**HOW TO COMPLETE THIS TASK:** From the data, return each line holding the word "always".

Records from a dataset
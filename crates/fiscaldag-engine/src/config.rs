//! Run-level configuration (spec §6: "the only core-level configuration
//! is the `tolerance` default and the statement-order policy... both
//! should be overridable per run"). Loading this from a file or CLI
//! flags is a collaborator's concern; this crate only defines the
//! shape and its defaults.

use crate::context::StatementKind;
use crate::validator::DEFAULT_TOLERANCE;

#[cfg(feature = "serde")]
use serde::{Deserialize, Serialize};

#[cfg_attr(feature = "serde", derive(Serialize, Deserialize))]
#[cfg_attr(feature = "serde", serde(default))]
#[derive(Debug, Clone, PartialEq)]
pub struct EngineConfig {
    pub default_tolerance: f64,
    pub statement_order: Vec<StatementKind>,
    /// Spec §7 "Propagation policy... configurable to 'continue with
    /// next scenario'". Applies to `run_many`: within one scenario's
    /// own period sequence a failed period always stops that
    /// scenario's run; this flag only decides whether the batch as a
    /// whole keeps going to the next scenario.
    pub continue_on_period_failure: bool,
    /// Whether `run_many` may evaluate scenarios concurrently (spec §5
    /// "a straightforward parallelisation unit is 'one scenario per
    /// worker'"). Only takes effect when this crate is built with the
    /// `parallel` feature; otherwise scenarios always run sequentially.
    pub parallel: bool,
}

impl Default for EngineConfig {
    fn default() -> Self {
        Self {
            default_tolerance: DEFAULT_TOLERANCE,
            statement_order: StatementKind::DEFAULT_ORDER.to_vec(),
            continue_on_period_failure: false,
            parallel: false,
        }
    }
}
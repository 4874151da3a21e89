//! Cursor-based slot scanner
//!
//! The scan loop is an explicit state machine: [`step`] is a pure transition
//! function over `(cursor, explored)` that either skips ahead (with a
//! reason), yields a candidate for the busy-calendar check, or reports
//! exhaustion. [`scan`] drives the machine and collects free slots.
//!
//! The cursor advances on a fixed 30-minute grid. Fixed granularity bounds
//! the work and matches common scheduling conventions; a free 25-minute gap
//! starting at :15 may be missed, and that trade is accepted.

use chrono::{DateTime, Duration, Timelike, Utc};
use tracing::debug;

use slotwise_domain::{
    AvailabilitySlot, BusyCalendar, SearchConstraints, TimeInterval, SATURDAY, SUNDAY,
};

use crate::wallclock::{
    at_hour_in_zone, date_string_in_zone, hour_in_zone, minute_in_zone, weekday_in_zone,
};

/// Cursor step granularity
pub const STEP_MINUTES: i64 = 30;

/// Why the scanner skipped past a cursor position
#[derive(Debug, Clone, Copy, PartialEq, Eq)]
pub enum SkipReason {
    /// Cursor lands on a weekday the caller excluded
    ExcludedWeekday,
    /// Cursor lands on a weekend during a multi-day search
    Weekend,
    /// Cursor is earlier than the start hour on an otherwise valid day
    BeforeStartHour,
    /// Cursor is past the end hour for the day
    AfterEndHour,
    /// The slot (plus trailing buffer) would run past the end hour
    SlotWouldEndLate,
}

/// Scanner position: the cursor instant and how many candidates were evaluated
#[derive(Debug, Clone, Copy, PartialEq, Eq)]
pub struct ScanState {
    pub cursor: DateTime<Utc>,
    pub explored: u32,
}

/// One transition of the scan state machine
#[derive(Debug, Clone, Copy, PartialEq, Eq)]
pub enum Transition {
    /// The cursor violated a constraint; jump to `next` without evaluating
    Skip { reason: SkipReason, next: ScanState },
    /// The cursor satisfies every wall-clock constraint; test `buffered`
    /// against the busy calendar and emit `slot` if it is free
    Candidate { slot: AvailabilitySlot, buffered: TimeInterval, next: ScanState },
    /// Window end or exploration cap reached
    Exhausted,
}

/// Initial scanner state for a search
///
/// Anchors the cursor at the start hour on the window's first local day. When
/// that day is "today" (same local date as `now`) and the anchor is already
/// past, the cursor snaps to the next half-hour boundary at or after `now` so
/// a today search never offers slots in the past. Future-day searches stay
/// anchored at the start hour.
pub fn initial_state(
    constraints: &SearchConstraints,
    now: DateTime<Utc>,
) -> ScanState {
    let zone = constraints.timezone;
    let mut cursor = at_hour_in_zone(constraints.window.start, constraints.start_hour, zone);

    let window_starts_today = date_string_in_zone(constraints.window.start, zone)
        == date_string_in_zone(now, zone);
    if window_starts_today && now > cursor {
        cursor = ceil_to_half_hour(now, constraints);
    }

    ScanState { cursor, explored: 0 }
}

/// Pure transition function of the scan
///
/// Does not consult the busy calendar; candidate overlap testing stays in the
/// driver so every wall-clock rule is testable in isolation.
pub fn step(constraints: &SearchConstraints, state: ScanState) -> Transition {
    let zone = constraints.timezone;
    let cursor = state.cursor;

    if cursor >= constraints.window.end || state.explored >= constraints.limits.max_exploration {
        return Transition::Exhausted;
    }

    let weekday = weekday_in_zone(cursor, zone);
    let hour = hour_in_zone(cursor, zone);
    let next_day = ScanState {
        cursor: at_hour_in_zone(cursor + Duration::hours(24), constraints.start_hour, zone),
        explored: state.explored,
    };

    if constraints.excluded_weekdays.contains(&weekday) {
        return Transition::Skip { reason: SkipReason::ExcludedWeekday, next: next_day };
    }

    // Single-day searches may legitimately target a weekend; the caller asked
    // for that date explicitly.
    if !constraints.single_day_search && (weekday == SATURDAY || weekday == SUNDAY) {
        return Transition::Skip { reason: SkipReason::Weekend, next: next_day };
    }

    if hour < constraints.start_hour {
        let mut snapped = at_hour_in_zone(cursor, constraints.start_hour, zone);
        if snapped <= cursor {
            // A DST fold can reproduce the same instant; force progress.
            snapped = cursor + Duration::minutes(STEP_MINUTES);
        }
        return Transition::Skip {
            reason: SkipReason::BeforeStartHour,
            next: ScanState { cursor: snapped, explored: state.explored },
        };
    }

    if hour > constraints.end_hour {
        return Transition::Skip { reason: SkipReason::AfterEndHour, next: next_day };
    }

    let slot_end = cursor
        + Duration::minutes(i64::from(constraints.duration_minutes))
        + Duration::minutes(i64::from(constraints.buffer_after_minutes));

    // With an explicit end-hour bound the caller owns whether the slot fits;
    // only the start-hour checks above apply.
    if !constraints.explicit_end_hour {
        let end_hour = hour_in_zone(slot_end, zone);
        let end_minute = minute_in_zone(slot_end, zone);
        if end_hour > constraints.end_hour
            || (end_hour == constraints.end_hour && end_minute > 0)
        {
            return Transition::Skip { reason: SkipReason::SlotWouldEndLate, next: next_day };
        }
    }

    let buffered = TimeInterval {
        start: cursor - Duration::minutes(i64::from(constraints.buffer_before_minutes)),
        end: slot_end,
    };
    let slot = AvailabilitySlot::starting_at(cursor, constraints.duration_minutes);
    let next = ScanState {
        cursor: cursor + Duration::minutes(STEP_MINUTES),
        explored: state.explored + 1,
    };

    Transition::Candidate { slot, buffered, next }
}

/// Run a full scan: collect free slots in discovery order, truncated to the
/// result cap
///
/// Exhausting the exploration cap before the window end returns whatever was
/// found; the scan never blocks.
pub fn scan(
    constraints: &SearchConstraints,
    busy: &BusyCalendar,
    now: DateTime<Utc>,
) -> Vec<AvailabilitySlot> {
    let mut state = initial_state(constraints, now);
    let mut slots = Vec::new();

    loop {
        match step(constraints, state) {
            Transition::Exhausted => break,
            Transition::Skip { next, .. } => state = next,
            Transition::Candidate { slot, buffered, next } => {
                if busy.is_free(&buffered) {
                    slots.push(slot);
                }
                state = next;
            }
        }
    }

    debug!(
        found = slots.len(),
        explored = state.explored,
        busy_periods = busy.len(),
        "availability scan complete"
    );

    slots.truncate(constraints.limits.max_results);
    slots
}

/// Ceiling to the local :00/:30 grid; an instant already on the grid is its
/// own boundary
fn ceil_to_half_hour(instant: DateTime<Utc>, constraints: &SearchConstraints) -> DateTime<Utc> {
    let local = instant.with_timezone(&constraints.timezone);
    let overshoot = Duration::minutes(i64::from(local.minute() % 30))
        + Duration::seconds(i64::from(local.second()))
        + Duration::nanoseconds(i64::from(local.nanosecond()));

    if overshoot.is_zero() {
        instant
    } else {
        instant - overshoot + Duration::minutes(STEP_MINUTES)
    }
}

**YOUR RESPONSE:**
    /// own period sequence a failed period always stops that
    /// `parallel` feature; otherwise scenarios always run sequentially.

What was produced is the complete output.